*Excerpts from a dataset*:
--*--

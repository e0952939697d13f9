// SPDX-License-Identifier: Apache-2.0

//! Flattened NAND-gate netlist representation.
//!
//! A `Netlist` is a bag of single-bit `Signal`s connected by:
//!
//! - 2-input `NandGate`s, the only combinational primitive;
//! - `Dff`s, which form the state boundary between simulation cycles;
//! - `Intrinsic`s, opaque multi-bit blocks (RAM/ROM/I/O) that are never
//!   decomposed into gates;
//! - `BehavioralModule`s, un-flattened blocks whose function lives in a
//!   compiled behavior registry (see `crate::behavior`).
//!
//! Every signal id referenced by any element must be present in
//! `Netlist::signals`, and every signal has at most one driver. The latter is
//! checked by `integrity::check_netlist` / `Netlist::validate`.

pub mod builder;
pub mod integrity;
pub mod io;

use serde::{Deserialize, Serialize};
use std::collections::{BTreeMap, HashMap};

/// Names recognized as constant tie-off signals.
pub const CONST_ZERO_NAMES: &[&str] = &["const_0", "GND"];
pub const CONST_ONE_NAMES: &[&str] = &["const_1", "VCC"];

/// Returns the constant value a signal name stands for, if it is one of the
/// recognized constant markers.
pub fn constant_value(name: &str) -> Option<bool> {
    if CONST_ZERO_NAMES.contains(&name) {
        Some(false)
    } else if CONST_ONE_NAMES.contains(&name) {
        Some(true)
    } else {
        None
    }
}

#[derive(Debug, Clone, Copy, Hash, Eq, PartialEq, Ord, PartialOrd, Serialize, Deserialize)]
#[serde(transparent)]
pub struct SignalId(pub usize);

impl std::fmt::Display for SignalId {
    fn fmt(&self, f: &mut std::fmt::Formatter<'_>) -> std::fmt::Result {
        write!(f, "s{}", self.0)
    }
}

#[derive(Debug, Clone, Copy, Hash, Eq, PartialEq, Ord, PartialOrd, Serialize, Deserialize)]
#[serde(transparent)]
pub struct GateId(pub usize);

#[derive(Debug, Clone, PartialEq, Eq, Serialize, Deserialize)]
pub struct Signal {
    pub id: SignalId,
    pub name: String,
    #[serde(default)]
    pub is_primary_input: bool,
    #[serde(default)]
    pub is_primary_output: bool,
    #[serde(default)]
    pub is_dff_output: bool,
}

impl Signal {
    pub fn new(id: SignalId, name: impl Into<String>) -> Self {
        Signal {
            id,
            name: name.into(),
            is_primary_input: false,
            is_primary_output: false,
            is_dff_output: false,
        }
    }

    pub fn constant_value(&self) -> Option<bool> {
        constant_value(&self.name)
    }
}

/// `out = !(in1 & in2)`.
#[derive(Debug, Clone, PartialEq, Eq, Serialize, Deserialize)]
pub struct NandGate {
    pub id: GateId,
    pub in1: SignalId,
    pub in2: SignalId,
    pub out: SignalId,
    /// Assigned by the levelizer only.
    #[serde(default, skip_serializing_if = "Option::is_none")]
    pub level: Option<u32>,
}

impl NandGate {
    pub fn new(id: GateId, in1: SignalId, in2: SignalId, out: SignalId) -> Self {
        NandGate {
            id,
            in1,
            in2,
            out,
            level: None,
        }
    }

    pub fn eval(a: bool, b: bool) -> bool {
        !(a && b)
    }
}

#[derive(Debug, Clone, PartialEq, Eq, Serialize, Deserialize)]
pub struct Dff {
    pub d: SignalId,
    pub clk: SignalId,
    pub q: SignalId,
    #[serde(default)]
    pub reset_value: bool,
}

/// A named, possibly multi-bit port. Index 0 of `signals` is the LSB.
#[derive(Debug, Clone, PartialEq, Eq, Serialize, Deserialize)]
pub struct Port {
    pub name: String,
    pub signals: Vec<SignalId>,
}

impl Port {
    pub fn new(name: impl Into<String>, signals: Vec<SignalId>) -> Self {
        Port {
            name: name.into(),
            signals,
        }
    }

    pub fn width(&self) -> usize {
        self.signals.len()
    }
}

#[derive(Debug, Clone, PartialEq, Eq, Serialize, Deserialize)]
pub struct Intrinsic {
    pub name: String,
    /// E.g. "ram", "rom", "io".
    pub kind: String,
    pub inputs: Vec<Port>,
    pub outputs: Vec<Port>,
}

/// Un-flattened functional block evaluated through the behavior registry
/// under `module_name`.
#[derive(Debug, Clone, PartialEq, Eq, Serialize, Deserialize)]
pub struct BehavioralModule {
    pub instance_name: String,
    pub module_name: String,
    pub inputs: Vec<Port>,
    pub outputs: Vec<Port>,
}

impl BehavioralModule {
    pub fn input_widths(&self) -> Vec<usize> {
        self.inputs.iter().map(Port::width).collect()
    }

    pub fn output_widths(&self) -> Vec<usize> {
        self.outputs.iter().map(Port::width).collect()
    }

    pub fn flattened_inputs(&self) -> Vec<SignalId> {
        self.inputs.iter().flat_map(|p| p.signals.iter().copied()).collect()
    }

    pub fn flattened_outputs(&self) -> Vec<SignalId> {
        self.outputs.iter().flat_map(|p| p.signals.iter().copied()).collect()
    }

    /// Packs each input port into one word, LSB first. Ports wider than 64
    /// bits are truncated.
    pub fn pack_inputs(&self, get_bit: impl Fn(SignalId) -> bool) -> Vec<u64> {
        self.inputs
            .iter()
            .map(|port| {
                port.signals
                    .iter()
                    .take(64)
                    .enumerate()
                    .fold(0u64, |word, (i, s)| word | ((get_bit(*s) as u64) << i))
            })
            .collect()
    }

    /// Inverse of `pack_inputs` for the output ports: yields one
    /// `(signal, bit)` per output bit. Missing words read as zero.
    pub fn unpack_outputs(&self, words: &[u64]) -> Vec<(SignalId, bool)> {
        let mut bits = Vec::new();
        for (port_index, port) in self.outputs.iter().enumerate() {
            let word = words.get(port_index).copied().unwrap_or(0);
            for (i, s) in port.signals.iter().enumerate() {
                let bit = i < 64 && (word >> i) & 1 == 1;
                bits.push((*s, bit));
            }
        }
        bits
    }
}

#[derive(Debug)]
pub enum NetlistError {
    UnknownSignal { id: SignalId, context: String },
    DuplicateSignalId { id: SignalId },
    MultipleDrivers { signal: String, drivers: Vec<String> },
    DrivenPrimaryInput { signal: String, driver: String },
}

impl std::fmt::Display for NetlistError {
    fn fmt(&self, f: &mut std::fmt::Formatter<'_>) -> std::fmt::Result {
        match self {
            NetlistError::UnknownSignal { id, context } => {
                write!(f, "signal {} referenced by {} is not in the netlist", id, context)
            }
            NetlistError::DuplicateSignalId { id } => {
                write!(f, "signal id {} is declared more than once", id)
            }
            NetlistError::MultipleDrivers { signal, drivers } => write!(
                f,
                "signal '{}' has {} drivers: {}",
                signal,
                drivers.len(),
                drivers.join(", ")
            ),
            NetlistError::DrivenPrimaryInput { signal, driver } => {
                write!(f, "primary input '{}' is driven by {}", signal, driver)
            }
        }
    }
}

impl std::error::Error for NetlistError {}

#[derive(Debug, Clone, Default, PartialEq, Eq, Serialize, Deserialize)]
pub struct Netlist {
    pub name: String,
    pub signals: Vec<Signal>,
    pub nand_gates: Vec<NandGate>,
    #[serde(default)]
    pub dffs: Vec<Dff>,
    #[serde(default)]
    pub intrinsics: Vec<Intrinsic>,
    #[serde(default)]
    pub behavioral_modules: Vec<BehavioralModule>,
    pub primary_inputs: Vec<SignalId>,
    pub primary_outputs: Vec<SignalId>,
    #[serde(default)]
    pub clock_signal: Option<SignalId>,
    /// Name to id; derived from `signals` via `rebuild_signal_map`.
    #[serde(default)]
    pub signal_map: BTreeMap<String, SignalId>,
}

impl Netlist {
    /// Returns an empty netlist.
    pub fn new(name: impl Into<String>) -> Self {
        Netlist {
            name: name.into(),
            ..Default::default()
        }
    }

    pub fn rebuild_signal_map(&mut self) {
        self.signal_map = self
            .signals
            .iter()
            .map(|s| (s.name.clone(), s.id))
            .collect();
    }

    pub fn signal_index(&self) -> HashMap<SignalId, &Signal> {
        self.signals.iter().map(|s| (s.id, s)).collect()
    }

    pub fn signal(&self, id: SignalId) -> Option<&Signal> {
        self.signals.iter().find(|s| s.id == id)
    }

    pub fn signal_by_name(&self, name: &str) -> Option<SignalId> {
        self.signal_map
            .get(name)
            .copied()
            .or_else(|| self.signals.iter().find(|s| s.name == name).map(|s| s.id))
    }

    pub fn signal_name(&self, id: SignalId) -> String {
        self.signal(id)
            .map(|s| s.name.clone())
            .unwrap_or_else(|| id.to_string())
    }

    pub fn next_signal_id(&self) -> usize {
        self.signals.iter().map(|s| s.id.0 + 1).max().unwrap_or(0)
    }

    pub fn next_gate_id(&self) -> usize {
        self.nand_gates.iter().map(|g| g.id.0 + 1).max().unwrap_or(0)
    }

    /// Number of slots a dense, id-indexed signal buffer needs.
    pub fn signal_slots(&self) -> usize {
        std::cmp::max(self.signals.len(), self.next_signal_id())
    }

    /// Maps each gate-driven signal to the index (in `nand_gates`) of the gate
    /// driving it. If a signal is multiply driven the last gate wins; callers
    /// that care validate first.
    pub fn driver_map(&self) -> HashMap<SignalId, usize> {
        self.nand_gates
            .iter()
            .enumerate()
            .map(|(i, g)| (g.out, i))
            .collect()
    }

    /// Signals that are cycle-boundary leaves: primary inputs and DFF outputs.
    pub fn is_leaf(&self, signal: &Signal) -> bool {
        signal.is_primary_input || signal.is_dff_output
    }

    pub fn gate_count(&self) -> usize {
        self.nand_gates.len()
    }

    /// Fails on the fatal integrity findings: unknown signal references,
    /// duplicate ids, multiple drivers and driven primary inputs.
    pub fn validate(&self) -> Result<(), NetlistError> {
        match integrity::check_netlist(self) {
            integrity::IntegritySummary::Clean => Ok(()),
            integrity::IntegritySummary::Findings(findings) => {
                for finding in findings {
                    if let Some(err) = finding.into_fatal_error() {
                        return Err(err);
                    }
                }
                Ok(())
            }
        }
    }
}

--*--

*Exercise*:
Count the lines in the records above that contain the word "findings", and report only that number.

*Reply to the task*:
3